Source data
:::::
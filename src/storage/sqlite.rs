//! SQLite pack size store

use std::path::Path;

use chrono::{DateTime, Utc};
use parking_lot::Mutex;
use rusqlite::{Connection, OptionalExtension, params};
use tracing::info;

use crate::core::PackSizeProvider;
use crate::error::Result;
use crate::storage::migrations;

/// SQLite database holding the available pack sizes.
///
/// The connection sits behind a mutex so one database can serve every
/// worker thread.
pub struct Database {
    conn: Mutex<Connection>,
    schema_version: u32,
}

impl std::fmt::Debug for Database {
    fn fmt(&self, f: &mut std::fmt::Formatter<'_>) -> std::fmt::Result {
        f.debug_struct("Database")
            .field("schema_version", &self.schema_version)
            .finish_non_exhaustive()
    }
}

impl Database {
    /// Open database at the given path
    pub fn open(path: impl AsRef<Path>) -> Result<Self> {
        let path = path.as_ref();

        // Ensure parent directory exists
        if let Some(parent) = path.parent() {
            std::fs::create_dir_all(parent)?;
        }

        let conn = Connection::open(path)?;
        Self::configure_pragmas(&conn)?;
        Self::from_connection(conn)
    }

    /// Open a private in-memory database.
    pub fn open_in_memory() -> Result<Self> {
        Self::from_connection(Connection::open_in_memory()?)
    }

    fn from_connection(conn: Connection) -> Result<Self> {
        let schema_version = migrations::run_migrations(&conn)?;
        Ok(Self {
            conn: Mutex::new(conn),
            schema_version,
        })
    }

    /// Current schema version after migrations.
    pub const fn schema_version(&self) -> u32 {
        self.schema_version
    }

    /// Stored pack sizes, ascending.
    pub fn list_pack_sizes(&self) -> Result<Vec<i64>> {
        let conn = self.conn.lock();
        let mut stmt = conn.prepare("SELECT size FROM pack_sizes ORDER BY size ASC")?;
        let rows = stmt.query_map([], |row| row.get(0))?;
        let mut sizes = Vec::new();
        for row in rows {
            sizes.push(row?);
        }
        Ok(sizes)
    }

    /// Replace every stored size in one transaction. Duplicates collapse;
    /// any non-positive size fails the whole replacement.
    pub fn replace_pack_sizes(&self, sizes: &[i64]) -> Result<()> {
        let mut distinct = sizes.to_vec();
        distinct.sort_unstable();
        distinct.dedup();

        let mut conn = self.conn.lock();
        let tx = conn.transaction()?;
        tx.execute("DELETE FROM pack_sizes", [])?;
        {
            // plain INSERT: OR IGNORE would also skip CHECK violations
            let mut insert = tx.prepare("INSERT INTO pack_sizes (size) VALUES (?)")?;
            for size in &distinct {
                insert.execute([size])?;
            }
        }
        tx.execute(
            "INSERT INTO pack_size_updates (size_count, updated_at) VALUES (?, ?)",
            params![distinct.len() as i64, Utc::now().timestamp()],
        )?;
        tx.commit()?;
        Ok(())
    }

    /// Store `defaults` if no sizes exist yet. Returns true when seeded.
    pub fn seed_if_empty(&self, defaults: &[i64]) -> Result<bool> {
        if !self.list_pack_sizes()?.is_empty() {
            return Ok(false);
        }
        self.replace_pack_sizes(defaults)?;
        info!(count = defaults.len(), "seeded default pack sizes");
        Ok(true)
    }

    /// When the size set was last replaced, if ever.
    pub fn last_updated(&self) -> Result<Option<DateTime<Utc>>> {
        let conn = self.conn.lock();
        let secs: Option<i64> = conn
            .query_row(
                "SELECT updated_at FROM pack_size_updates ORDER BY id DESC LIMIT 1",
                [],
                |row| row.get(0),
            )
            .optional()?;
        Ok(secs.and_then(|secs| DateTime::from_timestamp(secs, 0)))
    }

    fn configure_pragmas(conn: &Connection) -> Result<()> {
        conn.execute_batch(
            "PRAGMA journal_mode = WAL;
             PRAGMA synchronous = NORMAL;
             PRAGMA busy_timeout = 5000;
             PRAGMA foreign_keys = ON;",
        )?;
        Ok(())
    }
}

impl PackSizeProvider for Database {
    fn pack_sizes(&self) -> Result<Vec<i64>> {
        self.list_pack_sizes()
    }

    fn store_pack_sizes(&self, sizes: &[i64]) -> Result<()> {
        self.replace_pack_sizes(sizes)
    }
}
:::::
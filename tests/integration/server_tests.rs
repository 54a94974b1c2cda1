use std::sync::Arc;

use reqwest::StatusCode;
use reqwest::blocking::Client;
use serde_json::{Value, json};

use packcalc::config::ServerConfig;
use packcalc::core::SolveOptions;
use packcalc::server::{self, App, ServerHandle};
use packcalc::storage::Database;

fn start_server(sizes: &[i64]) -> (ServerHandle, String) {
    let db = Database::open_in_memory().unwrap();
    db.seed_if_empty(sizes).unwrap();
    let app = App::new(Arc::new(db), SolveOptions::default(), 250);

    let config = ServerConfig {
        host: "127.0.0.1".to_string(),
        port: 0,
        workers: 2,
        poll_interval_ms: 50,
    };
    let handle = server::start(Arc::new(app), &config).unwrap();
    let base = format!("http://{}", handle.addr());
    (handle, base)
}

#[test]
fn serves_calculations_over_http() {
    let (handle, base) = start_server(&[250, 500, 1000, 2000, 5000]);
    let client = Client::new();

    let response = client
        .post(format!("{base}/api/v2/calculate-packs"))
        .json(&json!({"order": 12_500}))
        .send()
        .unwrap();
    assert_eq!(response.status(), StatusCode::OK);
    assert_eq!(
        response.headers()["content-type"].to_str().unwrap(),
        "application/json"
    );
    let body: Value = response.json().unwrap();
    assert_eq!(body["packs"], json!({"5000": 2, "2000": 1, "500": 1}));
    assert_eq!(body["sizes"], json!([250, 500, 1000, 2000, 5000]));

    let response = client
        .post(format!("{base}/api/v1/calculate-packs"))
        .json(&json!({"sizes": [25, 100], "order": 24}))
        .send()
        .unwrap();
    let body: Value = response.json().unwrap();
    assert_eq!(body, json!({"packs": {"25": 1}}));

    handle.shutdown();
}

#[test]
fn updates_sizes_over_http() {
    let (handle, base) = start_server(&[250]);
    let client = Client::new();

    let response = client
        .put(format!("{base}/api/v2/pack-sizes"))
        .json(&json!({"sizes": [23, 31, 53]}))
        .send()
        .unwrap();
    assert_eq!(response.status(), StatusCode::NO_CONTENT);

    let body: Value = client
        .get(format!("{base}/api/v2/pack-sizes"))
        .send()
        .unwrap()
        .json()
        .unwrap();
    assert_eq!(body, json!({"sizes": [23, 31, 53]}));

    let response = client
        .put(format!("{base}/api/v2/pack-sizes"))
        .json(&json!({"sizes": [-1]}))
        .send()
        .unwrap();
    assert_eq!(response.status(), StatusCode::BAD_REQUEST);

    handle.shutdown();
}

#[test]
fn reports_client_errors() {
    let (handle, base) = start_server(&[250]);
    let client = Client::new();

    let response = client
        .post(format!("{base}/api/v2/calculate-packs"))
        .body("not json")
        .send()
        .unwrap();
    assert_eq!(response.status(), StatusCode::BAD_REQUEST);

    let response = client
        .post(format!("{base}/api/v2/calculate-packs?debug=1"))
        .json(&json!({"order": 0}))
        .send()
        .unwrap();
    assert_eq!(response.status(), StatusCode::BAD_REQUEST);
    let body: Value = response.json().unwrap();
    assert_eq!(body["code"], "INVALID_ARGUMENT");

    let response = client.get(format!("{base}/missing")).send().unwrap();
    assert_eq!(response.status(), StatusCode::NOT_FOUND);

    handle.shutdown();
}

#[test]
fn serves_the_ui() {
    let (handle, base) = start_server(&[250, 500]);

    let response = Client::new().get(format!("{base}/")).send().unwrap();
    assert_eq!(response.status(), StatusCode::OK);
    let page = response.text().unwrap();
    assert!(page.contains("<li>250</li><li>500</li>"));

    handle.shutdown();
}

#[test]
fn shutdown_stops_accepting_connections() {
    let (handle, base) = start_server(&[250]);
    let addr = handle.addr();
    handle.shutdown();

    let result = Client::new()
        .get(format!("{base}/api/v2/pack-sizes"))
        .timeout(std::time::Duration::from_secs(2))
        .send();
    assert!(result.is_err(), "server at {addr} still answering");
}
:::::
> [Task item]: Single out each line of the records above with the string "packcalc" in it, and copy it.

> [Response to the task]:
use packcalc::config::ServerConfig;
use packcalc::core::SolveOptions;
use packcalc::server::{self, App, ServerHandle};
use packcalc::storage::Database;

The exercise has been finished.